• _Exercise details_
Copy all lines in the material holding the string "locale".
== Segment start ==
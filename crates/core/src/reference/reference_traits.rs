//! Reference catalog trait.

use super::reference_model::ReferenceCurrency;
use crate::errors::Result;

/// Trait defining the contract for reference currency catalog lookups.
///
/// The catalog is finite and read-only; it is queried per validation call
/// and implementations are free to cache or not.
pub trait ReferenceCatalogTrait: Send + Sync {
    /// Returns every reference currency known for the given locale.
    fn currencies(&self, locale: &str) -> Result<Vec<ReferenceCurrency>>;
}
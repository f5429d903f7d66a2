//! Repository for managing currency data in the database.

use std::collections::HashMap;
use std::sync::Arc;

use async_trait::async_trait;
use diesel::prelude::*;
use diesel::sqlite::SqliteConnection;
use log::debug;

use shopadmin_core::currencies::{
    Currency, CurrencyRepositoryTrait, CurrencyUpdate, ValidatedCurrency,
};
use shopadmin_core::errors::{Error, Result, ValidationError};

use super::model::{CurrencyDB, CurrencyShopDB};
use crate::db::{get_connection, DbPool};
use crate::errors::{IntoCore, StorageError};
use crate::schema::{currencies, currency_shops};

/// Repository for managing currency data in the database.
pub struct CurrencyRepository {
    pool: Arc<DbPool>,
}

impl CurrencyRepository {
    /// Creates a new CurrencyRepository instance.
    pub fn new(pool: Arc<DbPool>) -> Self {
        Self { pool }
    }

    fn load_shop_ids(conn: &mut SqliteConnection, currency_id: &str) -> Result<Vec<i32>> {
        currency_shops::table
            .filter(currency_shops::currency_id.eq(currency_id))
            .select(currency_shops::shop_id)
            .order(currency_shops::shop_id.asc())
            .load::<i32>(conn)
            .into_core()
    }

    fn insert_shop_rows(
        conn: &mut SqliteConnection,
        currency_id: &str,
        shop_ids: &[i32],
    ) -> std::result::Result<Vec<i32>, diesel::result::Error> {
        let mut shop_ids = shop_ids.to_vec();
        shop_ids.sort_unstable();
        shop_ids.dedup();

        let rows: Vec<CurrencyShopDB> = shop_ids
            .iter()
            .map(|shop_id| CurrencyShopDB {
                currency_id: currency_id.to_string(),
                shop_id: *shop_id,
            })
            .collect();

        if !rows.is_empty() {
            diesel::insert_into(currency_shops::table)
                .values(&rows)
                .execute(conn)?;
        }

        Ok(shop_ids)
    }
}

#[async_trait]
impl CurrencyRepositoryTrait for CurrencyRepository {
    /// Returns true when a currency with this ISO code is already persisted.
    fn exists_by_iso_code(&self, iso_code: &str) -> Result<bool> {
        let mut conn = get_connection(&self.pool)?;

        let count: i64 = currencies::table
            .filter(currencies::iso_code.eq(iso_code))
            .count()
            .get_result(&mut conn)
            .into_core()?;

        Ok(count > 0)
    }

    /// Retrieves the currency holding the given numeric ISO code, if any.
    fn find_by_numeric_code(&self, numeric_iso_code: u16) -> Result<Option<Currency>> {
        let mut conn = get_connection(&self.pool)?;

        let row = currencies::table
            .filter(currencies::numeric_iso_code.eq(i32::from(numeric_iso_code)))
            .select(CurrencyDB::as_select())
            .first::<CurrencyDB>(&mut conn)
            .optional()
            .into_core()?;

        match row {
            Some(currency_db) => {
                let shop_ids = Self::load_shop_ids(&mut conn, &currency_db.id)?;
                Ok(Some(currency_db.into_domain(shop_ids)))
            }
            None => Ok(None),
        }
    }

    /// Lists every numeric ISO code currently persisted.
    fn list_numeric_codes(&self) -> Result<Vec<u16>> {
        let mut conn = get_connection(&self.pool)?;

        let codes: Vec<Option<i32>> = currencies::table
            .select(currencies::numeric_iso_code)
            .load(&mut conn)
            .into_core()?;

        Ok(codes
            .into_iter()
            .flatten()
            .filter_map(|code| u16::try_from(code).ok())
            .collect())
    }

    /// Creates a currency and its shop associations within one transaction.
    async fn create(&self, validated: ValidatedCurrency) -> Result<Currency> {
        let mut conn = get_connection(&self.pool)?;

        let (currency_db, shop_ids) = conn
            .transaction::<(CurrencyDB, Vec<i32>), StorageError, _>(|tx_conn| {
                let mut currency_db = CurrencyDB::from(&validated);
                currency_db.id = uuid::Uuid::new_v4().to_string();

                diesel::insert_into(currencies::table)
                    .values(&currency_db)
                    .execute(tx_conn)?;

                let shop_ids = Self::insert_shop_rows(
                    tx_conn,
                    &currency_db.id,
                    &validated.new_currency.shop_ids,
                )?;

                Ok((currency_db, shop_ids))
            })
            .map_err(Error::from)?;

        debug!(
            "Created currency {} ({})",
            currency_db.iso_code, currency_db.id
        );
        Ok(currency_db.into_domain(shop_ids))
    }

    /// Updates a currency's mutable fields and replaces its shop associations.
    async fn update(&self, update: CurrencyUpdate) -> Result<Currency> {
        update.validate()?;
        let currency_id = update
            .id
            .clone()
            .ok_or_else(|| Error::Validation(ValidationError::MissingField("id".to_string())))?;

        let mut conn = get_connection(&self.pool)?;

        let (currency_db, shop_ids) = conn
            .transaction::<(CurrencyDB, Vec<i32>), StorageError, _>(|tx_conn| {
                let mut currency_db = currencies::table
                    .select(CurrencyDB::as_select())
                    .find(&currency_id)
                    .first::<CurrencyDB>(tx_conn)?;

                currency_db.apply_update(&update);

                diesel::update(currencies::table.find(&currency_id))
                    .set(&currency_db)
                    .execute(tx_conn)?;

                diesel::delete(
                    currency_shops::table.filter(currency_shops::currency_id.eq(&currency_id)),
                )
                .execute(tx_conn)?;
                let shop_ids = Self::insert_shop_rows(tx_conn, &currency_id, &update.shop_ids)?;

                Ok((currency_db, shop_ids))
            })
            .map_err(Error::from)?;

        Ok(currency_db.into_domain(shop_ids))
    }

    /// Deletes a currency; shop associations go with it via ON DELETE CASCADE.
    async fn delete(&self, currency_id: &str) -> Result<usize> {
        let mut conn = get_connection(&self.pool)?;

        diesel::delete(currencies::table.find(currency_id))
            .execute(&mut conn)
            .into_core()
    }

    /// Retrieves a currency by its ID.
    fn get_by_id(&self, currency_id: &str) -> Result<Currency> {
        let mut conn = get_connection(&self.pool)?;

        let currency_db = currencies::table
            .select(CurrencyDB::as_select())
            .find(currency_id)
            .first::<CurrencyDB>(&mut conn)
            .into_core()?;

        let shop_ids = Self::load_shop_ids(&mut conn, &currency_db.id)?;
        Ok(currency_db.into_domain(shop_ids))
    }

    /// Retrieves a currency by its alphabetic ISO code.
    fn get_by_iso_code(&self, iso_code: &str) -> Result<Option<Currency>> {
        let mut conn = get_connection(&self.pool)?;

        let row = currencies::table
            .filter(currencies::iso_code.eq(iso_code))
            .select(CurrencyDB::as_select())
            .first::<CurrencyDB>(&mut conn)
            .optional()
            .into_core()?;

        match row {
            Some(currency_db) => {
                let shop_ids = Self::load_shop_ids(&mut conn, &currency_db.id)?;
                Ok(Some(currency_db.into_domain(shop_ids)))
            }
            None => Ok(None),
        }
    }

    /// Lists currencies, optionally filtering by enabled status.
    fn list(&self, enabled_filter: Option<bool>) -> Result<Vec<Currency>> {
        let mut conn = get_connection(&self.pool)?;

        let mut query = currencies::table.into_boxed();
        if let Some(enabled) = enabled_filter {
            query = query.filter(currencies::enabled.eq(enabled));
        }

        let rows = query
            .select(CurrencyDB::as_select())
            .order(currencies::iso_code.asc())
            .load::<CurrencyDB>(&mut conn)
            .into_core()?;

        let shop_rows: Vec<CurrencyShopDB> = currency_shops::table
            .select(CurrencyShopDB::as_select())
            .load(&mut conn)
            .into_core()?;

        let mut shops_by_currency: HashMap<String, Vec<i32>> = HashMap::new();
        for row in shop_rows {
            shops_by_currency
                .entry(row.currency_id)
                .or_default()
                .push(row.shop_id);
        }

        Ok(rows
            .into_iter()
            .map(|currency_db| {
                let mut shop_ids = shops_by_currency
                    .remove(&currency_db.id)
                    .unwrap_or_default();
                shop_ids.sort_unstable();
                currency_db.into_domain(shop_ids)
            })
            .collect())
    }
}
== Segment end ==
• _Answer space_
    /// Returns every reference currency known for the given locale.
    fn currencies(&self, locale: &str) -> Result<Vec<ReferenceCurrency>>;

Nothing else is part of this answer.